Vlasta Kálalová Di Lotti (26 October 1896 – 15 February 1971) was a Czech medical doctor interested in tropical diseases and entomology.

== Biography ==
Kálalová was born in Bernartice, Bohemia, Austria-Hungary (now the Czech Republic). Her father Jan Kálal was a teacher and zealous breeder of rabbits. He was very supportive of her education. Simultaneously, she studied medicine (she specialized in surgery), Arabic and Persian at Charles University in Prague. She graduated with honours in 1922. Female surgeons were quite extraordinary in Czechoslovakia in the early 1920s. After attending a lecture on exotic parasitology given by professor Jaroslav Hlava, she became interested in tropical diseases and their treatment. Later she focused on examining the so-called "Baghdad boils". She established the Czechoslovak Surgical Institute in Baghdad, where she worked both as a director and surgeon between 1925 and 1932. She was soon nicknamed "Albert Schweitzer in a skirt". She was so respected that she even treated some members of the Iraqi Royal Family. In Iraq she started collecting various kinds of local insects which she preserved and sent to the Czech National Museum. During the years spent in Baghdad, she enriched the museum with 500,000 specimens; some of them had not been explored before and were named after her. She married Italian Giorgio Di Lotti and they had two children – Radbor and Drahomila Lydia. However, she was still obsessed with work; she did not go on maternity leave and continued to work in the hospital. Later she became ill with feared dengue fever which confined her to bed for a few months. In 1932, she came back to Czechoslovakia where she recovered.

Her entire family was wiped out by accidental shooting from German troops on 8 May 1945, at the very moment when the Czechs were being finally liberated. She barely survived the accident herself with two bullets shot at her. Many reports show that the "shooting" was not accidental at all, rather it was an execution style by the Nazi. She herself survived only because the killers believed she was dead among all those that they killed. Additional reports show that her husband and children were killed by the Nazi first in front of her eyes as a form of punishment. In 1947, she attended an international women's conference in United States, held by Eleanor Roosevelt. Here she befriended the Norwegian author Ingeborg Refling Hagen among others. Under the Communist regime, Kálalová strongly protested against the death sentence for Milada Horáková who was executed on charges of conspiracy and treason in 1950.

Apart from her medical skills, Kálalová had a gift for languages.

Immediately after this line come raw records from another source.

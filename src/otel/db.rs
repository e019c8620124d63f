//! Database operation instrumentation.
//!
//! Spans follow the OpenTelemetry semantic conventions for database clients,
//! with `db.system.name = "sqlite"`.

use tracing::{field, span, Level, Span};

/// Database operation types (maps to `db.operation.name`).
#[derive(Debug, Clone, Copy, PartialEq, Eq)]
pub enum DbOperation {
    /// Load a tabular source into a relation
    Ingest,
    /// Drop every relation
    DropAll,
    /// Catalog listing of relations
    ListRelations,
    /// Catalog listing of one relation's attributes
    ListAttributes,
    /// Free-form query
    Query,
}

impl DbOperation {
    /// Get operation name as string.
    pub fn as_str(&self) -> &'static str {
        match self {
            Self::Ingest => "ingest",
            Self::DropAll => "drop_all",
            Self::ListRelations => "list_relations",
            Self::ListAttributes => "list_attributes",
            Self::Query => "query",
        }
    }
}

/// Create database operation span with semantic conventions.
///
/// # Arguments
///
/// * `operation` - Database operation type
/// * `relation` - Target relation name (optional)
///
/// # Returns
///
/// Tracing span with OpenTelemetry semantic attributes
///
/// # Example
///
/// ```rust,ignore
/// let span = db_span(DbOperation::Ingest, Some("sales"));
/// let _guard = span.entered();
/// ```
pub fn db_span(operation: DbOperation, relation: Option<&str>) -> Span {
    // Span name: "{operation} {relation}" or just "{operation}"
    let span_name = match relation {
        Some(rel) => format!("{} {}", operation.as_str(), rel),
        None => operation.as_str().to_string(),
    };

    let span = span!(
        Level::INFO,
        "db",
        otel.name = %span_name,
        otel.kind = "client",
        db.system.name = "sqlite",
        db.operation.name = operation.as_str(),
        db.collection.name = field::Empty,
        db.response.returned_rows = field::Empty,
        db.response.affected_rows = field::Empty,
    );

    if let Some(rel) = relation {
        span.record("db.collection.name", rel);
    }

    span
}

/// Create database query span for model-generated SQL.
///
/// # Arguments
///
/// * `query_text` - Query text as executed
///
/// # Returns
///
/// Tracing span with query attributes
pub fn db_query_span(query_text: &str) -> Span {
    span!(
        Level::INFO,
        "db.query",
        otel.name = "query",
        otel.kind = "client",
        db.system.name = "sqlite",
        db.operation.name = DbOperation::Query.as_str(),
        db.query.text = query_text,
        db.response.returned_rows = field::Empty,
        db.response.affected_rows = field::Empty,
    )
}

/// Record database operation metrics in the current span.
///
/// # Arguments
///
/// * `rows_returned` - Number of rows returned (optional)
/// * `rows_affected` - Number of rows written (optional)
///
/// # Example
///
/// ```rust,ignore
/// let span = db_query_span(sql);
/// let _guard = span.enter();
///
/// let result = run(sql)?;
/// record_db_metrics(Some(result.row_count()), None);
/// ```
pub fn record_db_metrics(rows_returned: Option<usize>, rows_affected: Option<usize>) {
    let span = Span::current();
    if let Some(returned) = rows_returned {
        span.record("db.response.returned_rows", returned);
    }
    if let Some(affected) = rows_affected {
        span.record("db.response.affected_rows", affected);
    }
}
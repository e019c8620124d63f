//! SVG plotting backend.
//!
//! Writes `bar_chart.svg` and `pie_chart.svg` into one artifact directory. Each
//! render replaces the previous file for its kind (write to a temp file, then
//! rename), so readers never see a half-written chart.

use crate::chart::visualizer::{ChartData, ChartKind, ChartRenderer};
use crate::types::{InsightError, Result};
use std::f64::consts::PI;
use std::fmt::Write as _;
use std::path::{Path, PathBuf};

/// matplotlib "tab10" palette.
const PALETTE: [&str; 10] = [
    "#1f77b4", "#ff7f0e", "#2ca02c", "#d62728", "#9467bd", "#8c564b", "#e377c2", "#7f7f7f",
    "#bcbd22", "#17becf",
];

const BAR_WIDTH: f64 = 1000.0;
const BAR_HEIGHT: f64 = 600.0;
const BAR_MARGIN_LEFT: f64 = 90.0;
const BAR_MARGIN_RIGHT: f64 = 30.0;
const BAR_MARGIN_TOP: f64 = 60.0;
const BAR_MARGIN_BOTTOM: f64 = 150.0;

const PIE_SIZE: f64 = 800.0;
const PIE_RADIUS: f64 = 280.0;
/// First slice starts here, counter-clockwise from 3 o'clock.
const PIE_START_ANGLE_DEG: f64 = 140.0;

/// Renders charts as standalone SVG documents in a fixed directory.
#[derive(Debug, Clone)]
pub struct SvgRenderer {
    artifact_dir: PathBuf,
}

impl SvgRenderer {
    /// Renderer writing into `artifact_dir` (created on first render).
    pub fn new(artifact_dir: impl Into<PathBuf>) -> Self {
        Self {
            artifact_dir: artifact_dir.into(),
        }
    }

    /// Fixed artifact location for a chart kind.
    pub fn artifact_path(&self, kind: ChartKind) -> PathBuf {
        self.artifact_dir.join(artifact_file_name(kind))
    }

    fn write(&self, kind: ChartKind, svg: &str) -> Result<PathBuf> {
        std::fs::create_dir_all(&self.artifact_dir)
            .map_err(|e| InsightError::render(format!("cannot create artifact dir: {}", e)))?;

        let path = self.artifact_path(kind);
        let tmp = path.with_extension("svg.tmp");
        std::fs::write(&tmp, svg)
            .and_then(|_| std::fs::rename(&tmp, &path))
            .map_err(|e| InsightError::render(format!("cannot write {}: {}", path.display(), e)))?;

        Ok(path)
    }
}

/// File name of the artifact slot for a kind.
pub fn artifact_file_name(kind: ChartKind) -> &'static str {
    match kind {
        ChartKind::Bar => "bar_chart.svg",
        ChartKind::Pie => "pie_chart.svg",
    }
}

impl ChartRenderer for SvgRenderer {
    fn render_bar(&self, data: &ChartData) -> Result<PathBuf> {
        let svg = bar_svg(data)?;
        self.write(ChartKind::Bar, &svg)
    }

    fn render_pie(&self, data: &ChartData) -> Result<PathBuf> {
        let svg = pie_svg(data)?;
        self.write(ChartKind::Pie, &svg)
    }
}

/// Build the bar chart document.
///
/// # Errors
///
/// Returns `InsightError::RenderError` if categories and magnitudes differ in length
pub fn bar_svg(data: &ChartData) -> Result<String> {
    check_lengths(data)?;

    let plot_w = BAR_WIDTH - BAR_MARGIN_LEFT - BAR_MARGIN_RIGHT;
    let plot_h = BAR_HEIGHT - BAR_MARGIN_TOP - BAR_MARGIN_BOTTOM;
    let (lo, hi, step) = nice_scale(&data.magnitudes);
    let y_of = |v: f64| BAR_MARGIN_TOP + plot_h * (hi - v) / (hi - lo);
    let baseline_y = y_of(0.0_f64.clamp(lo, hi));

    let mut svg = open_document(BAR_WIDTH, BAR_HEIGHT);
    text(&mut svg, BAR_WIDTH / 2.0, 35.0, "middle", 20.0, None, "Bar Chart");

    // y ticks and grid
    let mut tick = lo;
    while tick <= hi + step * 1e-9 {
        let y = y_of(tick);
        let _ = writeln!(
            svg,
            r##"<line x1="{:.1}" y1="{:.1}" x2="{:.1}" y2="{:.1}" stroke="#dddddd"/>"##,
            BAR_MARGIN_LEFT,
            y,
            BAR_MARGIN_LEFT + plot_w,
            y
        );
        text(&mut svg, BAR_MARGIN_LEFT - 8.0, y + 4.0, "end", 12.0, None, &format_tick(tick));
        tick += step;
    }

    // bars and rotated category labels
    let n = data.categories.len().max(1) as f64;
    let slot = plot_w / n;
    for (idx, (label, value)) in data.categories.iter().zip(&data.magnitudes).enumerate() {
        let x = BAR_MARGIN_LEFT + slot * idx as f64;
        let bar_x = x + slot * 0.1;
        let y = y_of(*value);
        let (top, height) = if y < baseline_y {
            (y, baseline_y - y)
        } else {
            (baseline_y, y - baseline_y)
        };
        let _ = writeln!(
            svg,
            r#"<rect x="{:.1}" y="{:.1}" width="{:.1}" height="{:.1}" fill="{}"><title>{}: {}</title></rect>"#,
            bar_x,
            top,
            slot * 0.8,
            height,
            PALETTE[0],
            escape_xml(label),
            format_tick(*value)
        );

        let lx = x + slot / 2.0;
        let ly = BAR_MARGIN_TOP + plot_h + 14.0;
        text(&mut svg, lx, ly, "end", 12.0, Some(-45.0), label);
    }

    // axes
    let _ = writeln!(
        svg,
        r##"<line x1="{0:.1}" y1="{1:.1}" x2="{0:.1}" y2="{2:.1}" stroke="#000000"/>"##,
        BAR_MARGIN_LEFT,
        BAR_MARGIN_TOP,
        BAR_MARGIN_TOP + plot_h
    );
    let _ = writeln!(
        svg,
        r##"<line x1="{:.1}" y1="{2:.1}" x2="{1:.1}" y2="{2:.1}" stroke="#000000"/>"##,
        BAR_MARGIN_LEFT,
        BAR_MARGIN_LEFT + plot_w,
        baseline_y
    );

    text(&mut svg, BAR_MARGIN_LEFT + plot_w / 2.0, BAR_HEIGHT - 12.0, "middle", 14.0, None, &data.x_label);
    text(&mut svg, 22.0, BAR_MARGIN_TOP + plot_h / 2.0, "middle", 14.0, Some(-90.0), &data.y_label);

    svg.push_str("</svg>\n");
    Ok(svg)
}

/// Build the pie chart document.
///
/// # Errors
///
/// Returns `InsightError::RenderError` if any magnitude is negative or they sum to zero
pub fn pie_svg(data: &ChartData) -> Result<String> {
    check_lengths(data)?;

    if let Some(v) = data.magnitudes.iter().find(|v| **v < 0.0) {
        return Err(InsightError::render(format!(
            "pie slices cannot be negative (got {})",
            format_tick(*v)
        )));
    }
    let total: f64 = data.magnitudes.iter().sum();
    if total <= 0.0 {
        return Err(InsightError::render("pie magnitudes sum to zero"));
    }

    let title = format!("{} vs {}", data.x_label, data.y_label);
    let (cx, cy) = (PIE_SIZE / 2.0, PIE_SIZE / 2.0 + 20.0);

    let mut svg = open_document(PIE_SIZE, PIE_SIZE);
    text(&mut svg, PIE_SIZE / 2.0, 35.0, "middle", 20.0, None, &title);

    let mut angle = PIE_START_ANGLE_DEG.to_radians();
    for (idx, (label, value)) in data.categories.iter().zip(&data.magnitudes).enumerate() {
        let fraction = value / total;
        if fraction <= 0.0 {
            continue;
        }
        let sweep = fraction * 2.0 * PI;
        let color = PALETTE[idx % PALETTE.len()];

        if fraction >= 1.0 - 1e-12 {
            let _ = writeln!(
                svg,
                r#"<circle cx="{:.1}" cy="{:.1}" r="{:.1}" fill="{}"/>"#,
                cx, cy, PIE_RADIUS, color
            );
        } else {
            let (x0, y0) = polar(cx, cy, PIE_RADIUS, angle);
            let (x1, y1) = polar(cx, cy, PIE_RADIUS, angle + sweep);
            let large_arc = if sweep > PI { 1 } else { 0 };
            // counter-clockwise on screen is sweep-flag 0
            let _ = writeln!(
                svg,
                r##"<path d="M {:.2} {:.2} L {:.2} {:.2} A {:.2} {:.2} 0 {} 0 {:.2} {:.2} Z" fill="{}" stroke="#ffffff"/>"##,
                cx, cy, x0, y0, PIE_RADIUS, PIE_RADIUS, large_arc, x1, y1, color
            );
        }

        let mid = angle + sweep / 2.0;
        let (px, py) = polar(cx, cy, PIE_RADIUS * 0.6, mid);
        text(&mut svg, px, py + 4.0, "middle", 13.0, None, &format!("{:.1}%", fraction * 100.0));

        let (lx, ly) = polar(cx, cy, PIE_RADIUS * 1.1, mid);
        let anchor = if mid.cos() >= 0.0 { "start" } else { "end" };
        text(&mut svg, lx, ly + 4.0, anchor, 13.0, None, label);

        angle += sweep;
    }

    svg.push_str("</svg>\n");
    Ok(svg)
}

fn check_lengths(data: &ChartData) -> Result<()> {
    if data.categories.len() != data.magnitudes.len() {
        return Err(InsightError::render(format!(
            "{} categories but {} magnitudes",
            data.categories.len(),
            data.magnitudes.len()
        )));
    }
    Ok(())
}

fn open_document(width: f64, height: f64) -> String {
    format!(
        concat!(
            r#"<svg xmlns="http://www.w3.org/2000/svg" width="{w}" height="{h}" viewBox="0 0 {w} {h}" font-family="DejaVu Sans, Arial, sans-serif">"#,
            "\n",
            r##"<rect width="100%" height="100%" fill="#ffffff"/>"##,
            "\n"
        ),
        w = width,
        h = height
    )
}

fn text(svg: &mut String, x: f64, y: f64, anchor: &str, size: f64, rotate: Option<f64>, content: &str) {
    let transform = match rotate {
        Some(deg) => format!(r#" transform="rotate({} {:.1} {:.1})""#, deg, x, y),
        None => String::new(),
    };
    let _ = writeln!(
        svg,
        r#"<text x="{:.1}" y="{:.1}" text-anchor="{}" font-size="{}"{}>{}</text>"#,
        x,
        y,
        anchor,
        size,
        transform,
        escape_xml(content)
    );
}

/// Point on a circle; `angle` is counter-clockwise from 3 o'clock (screen y grows down).
fn polar(cx: f64, cy: f64, r: f64, angle: f64) -> (f64, f64) {
    (cx + r * angle.cos(), cy - r * angle.sin())
}

/// Axis range and tick step covering `values` and zero, with 1/2/5 steps.
fn nice_scale(values: &[f64]) -> (f64, f64, f64) {
    let min = values.iter().copied().fold(0.0_f64, f64::min);
    let max = values.iter().copied().fold(0.0_f64, f64::max);
    let range = if max > min { max - min } else { 1.0 };

    let raw_step = range / 5.0;
    let magnitude = 10f64.powf(raw_step.log10().floor());
    let step = [1.0, 2.0, 5.0, 10.0]
        .iter()
        .map(|m| m * magnitude)
        .find(|s| *s >= raw_step)
        .unwrap_or(10.0 * magnitude);

    let lo = (min / step).floor() * step;
    let mut hi = (max / step).ceil() * step;
    if hi <= lo {
        hi = lo + step;
    }
    (lo, hi, step)
}

fn format_tick(v: f64) -> String {
    if v.fract().abs() < 1e-9 {
        format!("{:.0}", v)
    } else {
        let s = format!("{:.2}", v);
        s.trim_end_matches('0').trim_end_matches('.').to_string()
    }
}

fn escape_xml(s: &str) -> String {
    let mut out = String::with_capacity(s.len());
    for c in s.chars() {
        match c {
            '&' => out.push_str("&amp;"),
            '<' => out.push_str("&lt;"),
            '>' => out.push_str("&gt;"),
            '"' => out.push_str("&quot;"),
            '\'' => out.push_str("&apos;"),
            _ => out.push(c),
        }
    }
    out
}

/// Read an artifact back (used by the HTTP surface).
pub fn read_artifact(dir: &Path, kind: ChartKind) -> Result<String> {
    let path = dir.join(artifact_file_name(kind));
    std::fs::read_to_string(&path).map_err(InsightError::from)
}
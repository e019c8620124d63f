//! CSV reading and attribute type inference.
//!
//! The header row names the attributes. Each column's type is the narrowest of
//! INTEGER, REAL and TEXT that every non-empty cell fits; empty cells become NULL.

use crate::types::{Attribute, AttributeType, InsightError, Relation, Result};
use rusqlite::types::Value as SqlValue;
use std::collections::HashMap;
use std::fs::File;
use std::io::Read;
use std::path::Path;

/// Parsed tabular source, ready to be written as a relation.
#[derive(Debug, Clone)]
pub struct TabularSource {
    /// Relation schema (name + inferred attributes)
    pub relation: Relation,

    /// Raw cells, `None` for empty
    pub records: Vec<Vec<Option<String>>>,
}

impl TabularSource {
    /// Number of data rows.
    pub fn row_count(&self) -> usize {
        self.records.len()
    }

    /// Convert one record into SQL values according to the inferred types.
    ///
    /// Inference guarantees the parse succeeds; a cell that still fails to
    /// parse is stored as text rather than dropped.
    pub fn sql_row(&self, record: &[Option<String>]) -> Vec<SqlValue> {
        self.relation
            .attributes
            .iter()
            .zip(record)
            .map(|(attr, cell)| to_sql_value(attr.attribute_type, cell.as_deref()))
            .collect()
    }
}

/// Read a CSV file into a tabular source named after the file stem.
///
/// # Arguments
///
/// * `path` - CSV file path; `uploads/sales.csv` produces relation `sales`
///
/// # Errors
///
/// Returns `InsightError::IngestionError` if the file cannot be opened, has no
/// header row, or contains rows whose width differs from the header
pub fn read_csv(path: &Path) -> Result<TabularSource> {
    let relation = Relation::name_from_path(path).ok_or_else(|| {
        InsightError::ingestion(format!("cannot derive relation name from {}", path.display()))
    })?;

    let file = File::open(path)
        .map_err(|e| InsightError::ingestion(format!("cannot open {}: {}", path.display(), e)))?;

    read_csv_from(&relation, file)
}

/// Read CSV data from any reader.
///
/// # Errors
///
/// Returns `InsightError::IngestionError` on malformed data
pub fn read_csv_from<R: Read>(relation: &str, reader: R) -> Result<TabularSource> {
    let mut rdr = csv::ReaderBuilder::new()
        .has_headers(true)
        .flexible(false)
        .from_reader(reader);

    let raw_headers = rdr
        .headers()
        .map_err(|e| InsightError::ingestion(format!("cannot read header row: {}", e)))?
        .clone();

    if raw_headers.is_empty() {
        return Err(InsightError::ingestion(format!(
            "source for '{}' has no header row",
            relation
        )));
    }

    let headers = normalize_headers(raw_headers.iter());
    let mut types = vec![None::<AttributeType>; headers.len()];
    let mut records = Vec::new();

    for (idx, result) in rdr.records().enumerate() {
        let record = result.map_err(|e| {
            InsightError::ingestion(format!("malformed record {}: {}", idx + 1, e))
        })?;

        let cells: Vec<Option<String>> = record
            .iter()
            .map(|cell| {
                if cell.trim().is_empty() {
                    None
                } else {
                    Some(cell.to_string())
                }
            })
            .collect();

        for (slot, cell) in types.iter_mut().zip(&cells) {
            if let Some(text) = cell {
                let observed = infer_cell_type(text);
                *slot = Some(slot.map_or(observed, |t| t.widen(observed)));
            }
        }

        records.push(cells);
    }

    let attributes = headers
        .into_iter()
        .zip(types)
        .map(|(name, ty)| Attribute::new(name, ty.unwrap_or(AttributeType::Text)))
        .collect();

    tracing::debug!(relation, rows = records.len(), "parsed csv source");

    Ok(TabularSource {
        relation: Relation {
            name: relation.to_string(),
            attributes,
        },
        records,
    })
}

/// Make header names usable as distinct column names.
///
/// Blank names become `Unnamed: <index>`; repeats get `.1`, `.2`, ... suffixes.
pub fn normalize_headers<'a>(raw: impl Iterator<Item = &'a str>) -> Vec<String> {
    let mut seen: HashMap<String, usize> = HashMap::new();
    let mut out = Vec::new();

    for (idx, name) in raw.enumerate() {
        let base = match name.trim() {
            "" => format!("Unnamed: {}", idx),
            trimmed => trimmed.to_string(),
        };

        let mut candidate = base.clone();
        while let Some(count) = seen.get_mut(&candidate.to_lowercase()) {
            *count += 1;
            candidate = format!("{}.{}", base, count);
        }
        seen.insert(candidate.to_lowercase(), 0);
        out.push(candidate);
    }

    out
}

fn infer_cell_type(text: &str) -> AttributeType {
    let text = text.trim();
    if text.parse::<i64>().is_ok() {
        AttributeType::Integer
    } else if text.parse::<f64>().is_ok() {
        AttributeType::Real
    } else {
        AttributeType::Text
    }
}

fn to_sql_value(ty: AttributeType, cell: Option<&str>) -> SqlValue {
    let Some(text) = cell else {
        return SqlValue::Null;
    };

    match ty {
        AttributeType::Integer => text
            .trim()
            .parse::<i64>()
            .map(SqlValue::Integer)
            .unwrap_or_else(|_| SqlValue::Text(text.to_string())),
        AttributeType::Real => text
            .trim()
            .parse::<f64>()
            .map(SqlValue::Real)
            .unwrap_or_else(|_| SqlValue::Text(text.to_string())),
        AttributeType::Text => SqlValue::Text(text.to_string()),
    }
}
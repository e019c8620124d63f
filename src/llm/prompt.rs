//! Instruction prompt for natural-language-to-SQL translation.

/// Builds the instruction text sent alongside the user's question.
///
/// Pure string templating: no I/O, cannot fail. An empty attribute list still
/// yields a well-formed prompt; whatever the model makes of it is caught
/// downstream by normalization or execution.
#[derive(Debug, Clone, Default)]
pub struct PromptBuilder {
    dialect: Option<String>,
}

impl PromptBuilder {
    /// Builder with no dialect hint.
    pub fn new() -> Self {
        Self::default()
    }

    /// Name the SQL dialect the query will run against (e.g. "SQLite").
    pub fn with_dialect(mut self, dialect: impl Into<String>) -> Self {
        self.dialect = Some(dialect.into());
        self
    }

    /// Compose the instruction for one relation.
    ///
    /// # Arguments
    ///
    /// * `relation` - Relation the query must target
    /// * `attributes` - Attribute names, in declaration order
    ///
    /// # Returns
    ///
    /// Prompt text; identical inputs always give identical output
    pub fn build(&self, relation: &str, attributes: &[String]) -> String {
        let columns = if attributes.is_empty() {
            "(none)".to_string()
        } else {
            attributes.join(", ")
        };

        let dialect_line = match &self.dialect {
            Some(d) => format!("The database engine is {}.\n", d),
            None => String::new(),
        };

        format!(
            "You are an expert in converting English text to SQL query.\n\
             I have a database with table named {relation} & have columns {columns}.\n\
             {dialect_line}\
             Use only the table {relation} and only those columns.\n\
             Please help me with this task. Provide only the SQL query without any additional text or formatting.\n"
        )
    }
}

#[cfg(test)]
mod tests {
    use super::*;

    #[test]
    fn test_prompt_embeds_relation_and_columns() {
        let attrs = vec!["region".to_string(), "revenue".to_string()];
        let prompt = PromptBuilder::new().build("sales", &attrs);

        assert!(prompt.contains("table named sales"));
        assert!(prompt.contains("columns region, revenue"));
        assert!(prompt.contains("only the SQL query"));
    }

    #[test]
    fn test_prompt_is_deterministic() {
        let attrs = vec!["a".to_string()];
        let builder = PromptBuilder::new().with_dialect("SQLite");
        assert_eq!(builder.build("t", &attrs), builder.build("t", &attrs));
        assert!(builder.build("t", &attrs).contains("SQLite"));
    }

    #[test]
    fn test_empty_attributes_still_builds() {
        let prompt = PromptBuilder::new().build("empty", &[]);
        assert!(prompt.contains("table named empty"));
        assert!(prompt.contains("(none)"));
    }
}
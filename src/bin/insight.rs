//! Insight CLI: load datasets, ask questions, draw charts, serve the HTTP API.

use anyhow::Context;
use clap::{Parser, Subcommand};
use colored::*;
use percolate_insight::chart::{ChartSelection, ResultVisualizer, SvgRenderer};
use percolate_insight::otel::{init_tracing, LogFormat};
use percolate_insight::server::{serve, AppState};
use percolate_insight::{
    IngestionSession, InsightConfig, NormalizedQuery, Pipeline, QueryExecutor, QueryResult,
    SchemaStore, TranslateRequest,
};
use serde::Deserialize;
use serde_json::{json, Value};
use std::path::{Path, PathBuf};
use std::sync::Arc;

#[derive(Parser)]
#[command(name = "insight")]
#[command(about = "Ask questions of CSV datasets in plain language", long_about = None)]
struct Cli {
    /// YAML or JSON config file
    #[arg(long, global = true, env = "INSIGHT_CONFIG")]
    config: Option<PathBuf>,

    /// SQLite database file (overrides config)
    #[arg(long, global = true)]
    db: Option<PathBuf>,

    #[command(subcommand)]
    command: Commands,
}

#[derive(Subcommand)]
enum Commands {
    /// Load a CSV file as a relation
    Ingest {
        /// CSV file; its base name becomes the relation name
        file: PathBuf,

        /// Add to the current dataset instead of starting a new ingestion cycle
        #[arg(long)]
        append: bool,
    },

    /// List relations
    Tables,

    /// List the attributes of a relation
    Columns {
        relation: String,
    },

    /// Ask a question about a relation
    Ask {
        relation: String,

        /// Natural language question
        question: String,

        /// Also draw the result (bar, pie or both)
        #[arg(long)]
        chart: Option<ChartSelection>,

        /// Print the raw JSON response
        #[arg(long)]
        json: bool,
    },

    /// Execute a SQL query directly
    Sql {
        query: String,

        /// Print the result as JSON (usable as `chart --input`)
        #[arg(long)]
        json: bool,
    },

    /// Draw charts from a saved result (`{columns, rows}` JSON)
    Chart {
        #[arg(long)]
        input: PathBuf,

        #[arg(long, default_value = "both")]
        kind: ChartSelection,
    },

    /// Run the HTTP API
    Serve {
        #[arg(long)]
        host: Option<String>,

        #[arg(long)]
        port: Option<u16>,
    },
}

#[derive(Deserialize)]
struct SavedResult {
    columns: Vec<String>,
    rows: Vec<Vec<Value>>,
}

#[tokio::main]
async fn main() -> anyhow::Result<()> {
    let cli = Cli::parse();
    init_tracing("insight", LogFormat::from_env())?;

    let mut config = InsightConfig::load(cli.config.as_deref())?;
    if let Some(db) = cli.db {
        config.database_path = db;
    }

    match cli.command {
        Commands::Ingest { file, append } => {
            let store = SchemaStore::open(&config.database_path)?;
            if append {
                let source = store.ingest(&file)?;
                println!(
                    "{} Loaded {} rows into {}",
                    "✓".green(),
                    source.row_count,
                    source.relation.bold()
                );
            } else {
                let session =
                    store.ingest_cycle(IngestionSession::new(), &file, config.baseline().as_ref())?;
                for source in session.sources() {
                    println!(
                        "{} Loaded {} rows into {} ({})",
                        "✓".green(),
                        source.row_count,
                        source.relation.bold(),
                        source.path.display()
                    );
                }
            }
        }

        Commands::Tables => {
            let store = SchemaStore::open(&config.database_path)?;
            let relations = store.list_relations()?;
            if relations.is_empty() {
                println!("{}", "No relations loaded".yellow());
            }
            for relation in relations {
                println!("  • {}", relation);
            }
        }

        Commands::Columns { relation } => {
            let store = SchemaStore::open(&config.database_path)?;
            let described = store.describe(&relation)?;
            for attribute in &described.attributes {
                println!(
                    "  • {} {}",
                    attribute.name,
                    attribute.attribute_type.to_string().dimmed()
                );
            }
        }

        Commands::Ask {
            relation,
            question,
            chart,
            json,
        } => {
            let model = Arc::new(config.llm_client()?);
            let pipeline = Pipeline::from_config(&config, model)?;
            let request = TranslateRequest { relation, question };

            let (query, result) = match pipeline.translate(&request).await {
                Ok(answer) => answer,
                Err(e) => {
                    eprintln!("{} {}", "✗".red(), e.user_message());
                    return Err(e).context("question could not be answered");
                }
            };

            if json {
                println!("{}", serde_json::to_string_pretty(&answer_json(&query, &result))?);
            } else {
                println!("{} {}", "→".cyan(), query.as_str().bright_white());
                print_result(&result);
            }

            if let Some(selection) = chart {
                draw(&config.artifact_dir, result.columns(), result.rows(), selection)?;
            }
        }

        Commands::Sql { query, json } => {
            let store = SchemaStore::open(&config.database_path)?;
            let executor = QueryExecutor::new(config.statement_policy);
            let query = NormalizedQuery::new(query)?;
            let result = executor.execute(&query, &store)?;

            if json {
                println!("{}", serde_json::to_string_pretty(&answer_json(&query, &result))?);
            } else {
                print_result(&result);
            }
        }

        Commands::Chart { input, kind } => {
            let content = std::fs::read_to_string(&input)
                .with_context(|| format!("cannot read {}", input.display()))?;
            let saved: SavedResult = serde_json::from_str(&content)
                .with_context(|| format!("{} is not a {{columns, rows}} document", input.display()))?;
            draw(&config.artifact_dir, &saved.columns, &saved.rows, kind)?;
        }

        Commands::Serve { host, port } => {
            if let Some(host) = host {
                config.host = host;
            }
            if let Some(port) = port {
                config.port = port;
            }

            let model = Arc::new(config.llm_client()?);
            let pipeline = Pipeline::from_config(&config, model)?;
            let state = AppState::new(pipeline, &config.artifact_dir);
            serve(state, &config.bind_addr(), config.upload_limit_bytes()).await?;
        }
    }

    Ok(())
}

fn answer_json(query: &NormalizedQuery, result: &QueryResult) -> Value {
    json!({
        "query": query.as_str(),
        "columns": result.columns(),
        "rows": result.rows(),
    })
}

fn print_result(result: &QueryResult) {
    println!("{}", result.columns().join(" | ").bold());
    for row in result.rows() {
        let cells: Vec<String> = row
            .iter()
            .map(percolate_insight::chart::display_value)
            .collect();
        println!("{}", cells.join(" | "));
    }
    println!("{}", format!("({} rows)", result.row_count()).dimmed());
}

fn draw(
    artifact_dir: &Path,
    columns: &[String],
    rows: &[Vec<Value>],
    selection: ChartSelection,
) -> anyhow::Result<()> {
    let visualizer = ResultVisualizer::new(Arc::new(SvgRenderer::new(artifact_dir)));
    let outcome = visualizer.render(columns, rows, selection)?;

    for artifact in &outcome.artifacts {
        println!("{} {} chart: {}", "✓".green(), artifact.kind, artifact.path.display());
    }
    for (kind, error) in &outcome.failures {
        println!("{} {} chart: {}", "✗".red(), kind, error);
    }

    if outcome.is_total_failure() {
        anyhow::bail!("no chart was produced");
    }
    Ok(())
}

She was fluent in fourteen foreign languages: in English, French, German, Russian, Italian, Spanish, Turkish, Arabic, Persian, Norwegian, Icelandic, modern Greek, Tajik and Georgian. She also worked as a translator.

She died in Písek.

== Awards and honours ==
Kálalová received the Order of Tomáš Garrigue Masaryk in 1992.

Asteroid 66934 Kálalová, discovered by Jana Tichá and Miloš Tichý at Kleť Observatory in 1999, was named in her memory. The official was published by the Minor Planet Center on 21 July 2005 (M.P.C. 54567).